** Data follows **

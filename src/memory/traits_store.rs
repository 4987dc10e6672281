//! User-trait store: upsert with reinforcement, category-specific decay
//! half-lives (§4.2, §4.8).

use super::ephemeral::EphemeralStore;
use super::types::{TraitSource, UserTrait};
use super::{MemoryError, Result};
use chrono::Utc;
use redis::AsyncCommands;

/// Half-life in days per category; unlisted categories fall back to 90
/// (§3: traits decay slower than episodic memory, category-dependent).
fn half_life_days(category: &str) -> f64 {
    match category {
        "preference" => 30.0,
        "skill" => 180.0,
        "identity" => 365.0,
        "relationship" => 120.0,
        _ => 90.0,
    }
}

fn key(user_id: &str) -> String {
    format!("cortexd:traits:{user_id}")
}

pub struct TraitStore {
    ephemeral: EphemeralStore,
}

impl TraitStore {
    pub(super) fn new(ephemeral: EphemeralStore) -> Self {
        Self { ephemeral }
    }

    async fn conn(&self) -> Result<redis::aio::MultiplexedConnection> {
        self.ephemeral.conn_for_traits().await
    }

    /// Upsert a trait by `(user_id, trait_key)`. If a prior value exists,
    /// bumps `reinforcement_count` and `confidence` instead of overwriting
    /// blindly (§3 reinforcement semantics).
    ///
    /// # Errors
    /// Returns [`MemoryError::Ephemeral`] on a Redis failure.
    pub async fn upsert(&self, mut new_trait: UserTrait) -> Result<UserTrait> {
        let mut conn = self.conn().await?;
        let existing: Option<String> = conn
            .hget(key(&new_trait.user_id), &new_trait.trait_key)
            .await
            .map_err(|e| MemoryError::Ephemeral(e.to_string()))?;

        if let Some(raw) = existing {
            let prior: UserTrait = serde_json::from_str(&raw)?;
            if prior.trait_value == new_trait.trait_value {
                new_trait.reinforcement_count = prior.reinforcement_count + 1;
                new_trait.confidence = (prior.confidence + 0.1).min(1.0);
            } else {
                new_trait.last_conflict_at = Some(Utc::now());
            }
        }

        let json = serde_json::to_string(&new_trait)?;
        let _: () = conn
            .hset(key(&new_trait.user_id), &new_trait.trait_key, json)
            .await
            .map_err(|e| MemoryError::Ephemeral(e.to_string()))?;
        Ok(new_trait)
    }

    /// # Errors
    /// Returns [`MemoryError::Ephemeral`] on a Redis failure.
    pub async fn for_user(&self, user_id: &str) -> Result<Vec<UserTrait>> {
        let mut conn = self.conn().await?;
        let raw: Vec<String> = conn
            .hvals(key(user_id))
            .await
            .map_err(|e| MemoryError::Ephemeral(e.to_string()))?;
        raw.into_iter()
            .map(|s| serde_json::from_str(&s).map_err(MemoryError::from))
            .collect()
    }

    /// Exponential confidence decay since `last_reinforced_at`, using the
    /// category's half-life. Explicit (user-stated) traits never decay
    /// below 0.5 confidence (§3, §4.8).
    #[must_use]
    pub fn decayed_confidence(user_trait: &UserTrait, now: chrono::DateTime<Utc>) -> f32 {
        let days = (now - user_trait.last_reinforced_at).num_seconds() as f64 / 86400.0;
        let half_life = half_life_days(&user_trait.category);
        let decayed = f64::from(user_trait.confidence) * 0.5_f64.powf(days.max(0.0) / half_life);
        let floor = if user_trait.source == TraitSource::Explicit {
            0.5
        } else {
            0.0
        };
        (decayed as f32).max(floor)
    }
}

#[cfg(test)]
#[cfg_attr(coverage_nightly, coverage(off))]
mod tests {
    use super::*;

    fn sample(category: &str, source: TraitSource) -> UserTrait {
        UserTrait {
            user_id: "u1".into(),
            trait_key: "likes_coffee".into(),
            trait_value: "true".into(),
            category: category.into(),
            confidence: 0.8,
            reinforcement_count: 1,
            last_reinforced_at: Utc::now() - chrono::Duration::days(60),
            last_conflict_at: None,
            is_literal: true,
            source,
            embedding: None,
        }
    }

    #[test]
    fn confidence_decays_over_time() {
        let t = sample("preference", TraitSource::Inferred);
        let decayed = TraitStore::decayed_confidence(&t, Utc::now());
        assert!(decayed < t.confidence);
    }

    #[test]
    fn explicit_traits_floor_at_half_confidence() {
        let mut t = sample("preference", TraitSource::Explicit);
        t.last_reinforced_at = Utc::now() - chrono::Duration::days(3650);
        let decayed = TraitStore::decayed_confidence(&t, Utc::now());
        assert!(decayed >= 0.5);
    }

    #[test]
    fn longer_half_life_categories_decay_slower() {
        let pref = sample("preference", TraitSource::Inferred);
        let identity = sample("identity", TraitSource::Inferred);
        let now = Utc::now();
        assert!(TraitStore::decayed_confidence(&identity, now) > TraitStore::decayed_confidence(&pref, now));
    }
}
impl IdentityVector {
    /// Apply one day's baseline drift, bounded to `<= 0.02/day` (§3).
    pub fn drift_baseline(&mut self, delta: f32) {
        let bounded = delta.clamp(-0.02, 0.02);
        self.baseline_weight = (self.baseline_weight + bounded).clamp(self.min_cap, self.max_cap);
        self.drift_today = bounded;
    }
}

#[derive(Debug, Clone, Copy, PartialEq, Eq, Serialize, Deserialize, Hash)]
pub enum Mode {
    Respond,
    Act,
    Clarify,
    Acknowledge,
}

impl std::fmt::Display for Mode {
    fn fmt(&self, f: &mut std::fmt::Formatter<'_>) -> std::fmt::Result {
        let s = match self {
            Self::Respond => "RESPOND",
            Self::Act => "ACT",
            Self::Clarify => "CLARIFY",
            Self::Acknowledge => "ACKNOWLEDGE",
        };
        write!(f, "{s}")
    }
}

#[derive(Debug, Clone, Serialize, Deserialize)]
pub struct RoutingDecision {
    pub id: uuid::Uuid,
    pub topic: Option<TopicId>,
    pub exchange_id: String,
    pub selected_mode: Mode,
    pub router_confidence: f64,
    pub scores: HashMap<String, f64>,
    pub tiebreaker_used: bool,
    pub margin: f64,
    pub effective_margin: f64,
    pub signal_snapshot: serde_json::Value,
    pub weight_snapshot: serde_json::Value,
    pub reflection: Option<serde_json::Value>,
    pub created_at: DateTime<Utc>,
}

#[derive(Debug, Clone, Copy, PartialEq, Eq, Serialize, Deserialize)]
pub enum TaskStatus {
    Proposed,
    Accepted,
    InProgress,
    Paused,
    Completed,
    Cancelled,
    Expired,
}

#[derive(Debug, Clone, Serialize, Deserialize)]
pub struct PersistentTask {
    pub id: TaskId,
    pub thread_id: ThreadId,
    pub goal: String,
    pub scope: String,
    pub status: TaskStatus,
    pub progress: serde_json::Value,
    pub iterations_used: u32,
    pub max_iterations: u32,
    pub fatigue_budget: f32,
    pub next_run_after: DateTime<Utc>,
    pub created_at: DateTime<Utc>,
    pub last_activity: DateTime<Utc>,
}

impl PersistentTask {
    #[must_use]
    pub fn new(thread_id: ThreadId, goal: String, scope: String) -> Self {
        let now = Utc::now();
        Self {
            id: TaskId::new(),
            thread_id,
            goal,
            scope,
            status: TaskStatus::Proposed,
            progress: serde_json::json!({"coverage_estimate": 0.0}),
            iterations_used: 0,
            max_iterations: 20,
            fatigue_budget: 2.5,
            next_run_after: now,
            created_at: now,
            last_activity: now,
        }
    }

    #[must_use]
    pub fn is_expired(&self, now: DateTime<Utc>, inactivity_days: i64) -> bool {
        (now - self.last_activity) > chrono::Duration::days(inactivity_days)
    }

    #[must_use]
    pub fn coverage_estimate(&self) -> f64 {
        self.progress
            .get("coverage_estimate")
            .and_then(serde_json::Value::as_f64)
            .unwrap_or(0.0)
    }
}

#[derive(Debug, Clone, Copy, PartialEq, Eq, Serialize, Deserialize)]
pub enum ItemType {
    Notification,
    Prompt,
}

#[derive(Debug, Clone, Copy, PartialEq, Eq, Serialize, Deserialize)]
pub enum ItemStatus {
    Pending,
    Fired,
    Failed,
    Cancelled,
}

** End of Data **

Problem:
Could you restate, word for word, the lines above from the one with "confidence (§3, §4.8)." to the one with "let half_life = half_life_days(&user_trait.category);", both included?

Final answer:
    /// below 0.5 confidence (§3, §4.8).
    #[must_use]
    pub fn decayed_confidence(user_trait: &UserTrait, now: chrono::DateTime<Utc>) -> f32 {
        let days = (now - user_trait.last_reinforced_at).num_seconds() as f64 / 86400.0;
        let half_life = half_life_days(&user_trait.category);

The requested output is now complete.